Uno de los aspectos más importantes en un directivo de un equipo de futbol (un presidente deportivo) tiene que ser la idea institucional que tenga, el proyecto que quiere encabezar, la idea futbolística que le guste, la metodología de trabajo que reivindica, el criterio de elección de jugadores de acuerdo a sus intereses, lo mismo para escoger a sus cuerpos técnicos, la nueva idea de equipo que quiere encabezar, entre otros aspectos más; En México si hay alguien que cumple a carta cabal estos puntos, ese sin duda alguna se llama Ricardo Peláez Linares. El último gran presidente.
Jugadorazo en su época de futbolista, atacante moderno con amplias convicciones ofensivas, buen remate de cabeza, listo, inteligente, alto, fuerte físicamente, con hambre, deseoso, siempre con gran talento y visión deportiva, reitera su carácter como profesional, por lo que fue, ahora en su faceta de presidente deportivo, antes de América (última era de oro del equipo de Coapa), hoy de la Máquina cementera celeste de la Cruz Azul.
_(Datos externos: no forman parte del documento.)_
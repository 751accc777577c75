//! Bulk write and read paths against the in-memory backend
//!
//! These tests cover routing across periodic tables:
//! - chunks land in the table of their start time
//! - reads fan out over every table touched
//! - timestamps before the first period are rejected

use chunktable::backend::{AdminClient, InMemoryBackend};
use chunktable::chunk::{Chunk, DefaultChunkCodec, Labels};
use chunktable::config::ChunkStoreConfig;
use chunktable::context::RequestContext;
use chunktable::schema::{PeriodConfig, SchemaConfig, SchemaRouter};
use chunktable::storage::{ColumnObjectClient, ColumnTableClient, ObjectClient, TableClient, TableDesc};
use chunktable::Error;

use chrono::NaiveDate;
use std::collections::BTreeSet;
use std::sync::Arc;

const DAY_MS: i64 = 24 * 3600 * 1000;

fn weekly_schema() -> SchemaConfig {
    SchemaConfig::new(vec![
        PeriodConfig {
            from: NaiveDate::from_ymd_opt(2020, 1, 1).unwrap(),
            prefix: "legacy".to_string(),
            period_secs: 0,
        },
        PeriodConfig {
            from: NaiveDate::from_ymd_opt(2021, 1, 1).unwrap(),
            prefix: "chunks_".to_string(),
            period_secs: 7 * 24 * 3600,
        },
    ])
    .unwrap()
}

fn start_of(y: i32, m: u32, d: u32) -> i64 {
    NaiveDate::from_ymd_opt(y, m, d)
        .unwrap()
        .and_hms_opt(0, 0, 0)
        .unwrap()
        .and_utc()
        .timestamp_millis()
}

/// Chunks spread over the legacy table and three weekly tables
fn spread_chunks() -> Vec<Chunk> {
    let mut chunks = Vec::new();
    let starts = [
        start_of(2020, 6, 1),
        start_of(2021, 3, 1),
        start_of(2021, 3, 1) + 7 * DAY_MS,
        start_of(2021, 3, 1) + 14 * DAY_MS,
    ];
    for (i, from) in starts.into_iter().enumerate() {
        for j in 0..25u64 {
            chunks.push(Chunk::new(
                "tenant-a",
                0x1_0000 * (i as u64 + 1) + j,
                Labels::from_pairs([("__name__", "requests_total"), ("pod", "web-0")]),
                from,
                from + 3_600_000,
                1,
                format!("samples-{i}-{j}"),
            ));
        }
    }
    chunks
}

async fn setup(
    schema: &SchemaConfig,
    chunks: &[Chunk],
    page_size: usize,
) -> (Arc<InMemoryBackend>, ColumnObjectClient) {
    let backend = Arc::new(InMemoryBackend::new());
    let ctx = RequestContext::background();
    let config = ChunkStoreConfig {
        max_row_read_batch_size: page_size,
        ..Default::default()
    };

    let tables = ColumnTableClient::new(backend.clone(), &config);
    let names: BTreeSet<String> = chunks
        .iter()
        .map(|c| schema.table_for(c.from).unwrap())
        .collect();
    for name in names {
        tables.create_table(&ctx, TableDesc::new(name)).await.unwrap();
    }

    let client = ColumnObjectClient::new(
        backend.clone(),
        Arc::new(schema.clone()),
        Arc::new(DefaultChunkCodec::new()),
        &config,
    );
    (backend, client)
}

fn identity(c: &Chunk) -> Chunk {
    Chunk::parse_external_key(&c.user_id, &c.external_key()).unwrap()
}

#[tokio::test]
async fn test_chunks_route_to_period_tables() {
    let schema = weekly_schema();
    let chunks = spread_chunks();
    let (backend, client) = setup(&schema, &chunks, 10).await;
    let ctx = RequestContext::background();

    client.put_chunks(&ctx, &chunks).await.unwrap();

    let tables = backend.tables(&ctx).await.unwrap();
    assert_eq!(tables.len(), 4);
    assert!(tables.contains(&"legacy".to_string()));
    for table in &tables {
        assert_eq!(backend.row_count(table), 25, "{table}");
    }
    // One bulk apply per table
    assert_eq!(backend.stats().apply_bulk_calls, 4);
}

#[tokio::test]
async fn test_reads_span_tables_and_pages() {
    let schema = weekly_schema();
    let chunks = spread_chunks();
    let (backend, client) = setup(&schema, &chunks, 10).await;
    let ctx = RequestContext::background();
    client.put_chunks(&ctx, &chunks).await.unwrap();

    let mut got = client
        .get_chunks(&ctx, chunks.iter().map(identity).collect())
        .await
        .unwrap();
    got.sort_by_key(|c| c.fingerprint);
    let mut want = chunks.clone();
    want.sort_by_key(|c| c.fingerprint);
    assert_eq!(got, want);

    // 25 keys per table in pages of 10: three pages per table
    let stats = backend.stats();
    assert_eq!(stats.read_rows_calls, 12);
    assert_eq!(stats.max_keys_per_read, 10);
}

#[tokio::test]
async fn test_timestamp_before_first_period_is_rejected() {
    let schema = weekly_schema();
    let (_backend, client) = setup(&schema, &[], 10).await;
    let early = Chunk::new("tenant-a", 0xabcdu64, Labels::default(), 0, 1000, 1, "x");

    let err = client
        .put_chunks(&RequestContext::background(), &[early.clone()])
        .await
        .unwrap_err();
    assert!(matches!(err, Error::Schema(_)), "{err}");

    let err = client
        .get_chunks(&RequestContext::background(), vec![identity(&early)])
        .await
        .unwrap_err();
    assert!(matches!(err, Error::Schema(_)), "{err}");
}

#[tokio::test]
async fn test_tampered_row_fails_the_read() {
    let schema = weekly_schema();
    let chunks = spread_chunks();
    let (_backend, client) = setup(&schema, &chunks, 100).await;
    let ctx = RequestContext::background();
    client.put_chunks(&ctx, &chunks).await.unwrap();

    // Ask for a chunk under a checksum that does not match the stored row:
    // the key differs, so the row is simply missing.
    let mut wrong = identity(&chunks[0]);
    wrong.checksum ^= 1;
    let err = client.get_chunks(&ctx, vec![wrong]).await.unwrap_err();
    assert!(
        matches!(err, Error::ShortRead { requested: 1, received: 0 }),
        "{err}"
    );
}

#[tokio::test]
async fn test_cancelled_before_put() {
    let schema = weekly_schema();
    let chunks = spread_chunks();
    let (backend, client) = setup(&schema, &chunks, 100).await;
    let ctx = RequestContext::background();
    ctx.cancel();

    let err = client.put_chunks(&ctx, &chunks).await.unwrap_err();
    assert!(matches!(err, Error::Cancelled));
    assert_eq!(backend.stats().apply_bulk_calls, 0);
}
Ambos clubes del sur de la Ciudad de México.
Este señor es un obsesivo de los trofeos, le encanta como siempre se ha sabido planear todo, desde la parte correspondiente a lo deportivo que tiene que ver con las evaluaciones a hacer hacia sus cuerpos técnicos, la estabilidad y momento de los jugadores, la correlación de fuerzas y el día a día con las canteras, el cómo se están entrenando, alimentando, conllevando y viviendo diariamente los jugadores de todas las divisiones, hasta el tipo de cancha, la coordinación con cocineros, albañiles, jardineros de la cancha, la presentación del club que representa, etc. El señor Peláez es meticuloso, sistemático, es en realidad un cabal hombre moderno del deporte de alto rendimiento, eficaz y extremadamente preparado y muy bueno para tomar decisiones, para asumir riesgos, para encausar un gran programa deportivo; este tipo sabe siempre lo que quiere y eso es ganar a como dé lugar. Posee una mentalidad ampliamente europea en términos futbolísticos.
A Ricardo las formas le interesan medianamente pero sí que le generan inquietud, busca siempre lo espectacular, lo mejor, lo más brillante y colorido; mientras sus cuerpos técnicos, sus preparadores físicos y sus jugadores le garanticen espectáculo, entradas al estadio, y sobre todo eficiencia estadística; lo anterior a diferencia de otros equipos donde se confunde mero resultadismo mediocre, sin chiste, a sacar los resultados a como dios da entender comparado con la finura de Peláez para lograr la eficiencia deportiva; con Ricardo estás obligado no sólo a calificar a liguilla, sino a jugar buenos partidos, a ser de los primeros tres del torneo e ir a por ser campeón.
Ricardo no discrimina los torneos, sean amistosos u oficiales; a él le gusta coleccionar trofeos, y le da la misma seriedad a todos los torneos que sus clubes deben jugar. ¿La prueba?
Cruz Azul hace seis meses, previo a su llegada como presidente deportivo, se hundía en la miseria deportiva, tocaba el fondo más hondo del futbol mexicano, empezaba a aparecer en el tema del cociente (en una era donde el descenso en México ya es un tema que se soluciona pagando una “multa” de algunos millones de pesos para salvarse). Hoy el equipo de la capital de México presume ser el primer lugar de la tabla general y además el campeón de la actual copa Mx, todo esto en torno al Torneo Apertura 2018, y además el equipo jugando con una buena cantidad de futbolistas mexicano (algo ya muy extraño en el cada vez más mediocre futbol nacional).
¿Alguna duda de quien tendría los tamaños, la disciplina institucional, la visión, la sistematicidad, el aspecto meticuloso en todos sentidos, para dirigir deportivamente la Selección Nacional?, ojo, Ricardo Peláez exitoso en América (2012-2017) y empieza a abrirse al éxito con Cruz Azul (en menos de medio año). Saquen ustedes sus propias conclusiones.
No todo en México en gris, por fortuna con tipos como Peláez, Ferretti, el “Profe” Meza, Grupo Pachuca (la parte deportiva), es que muchos no decaemos en la tristeza generalizada de la pobreza deportiva de este cada vez más deprimente futbol mexicano.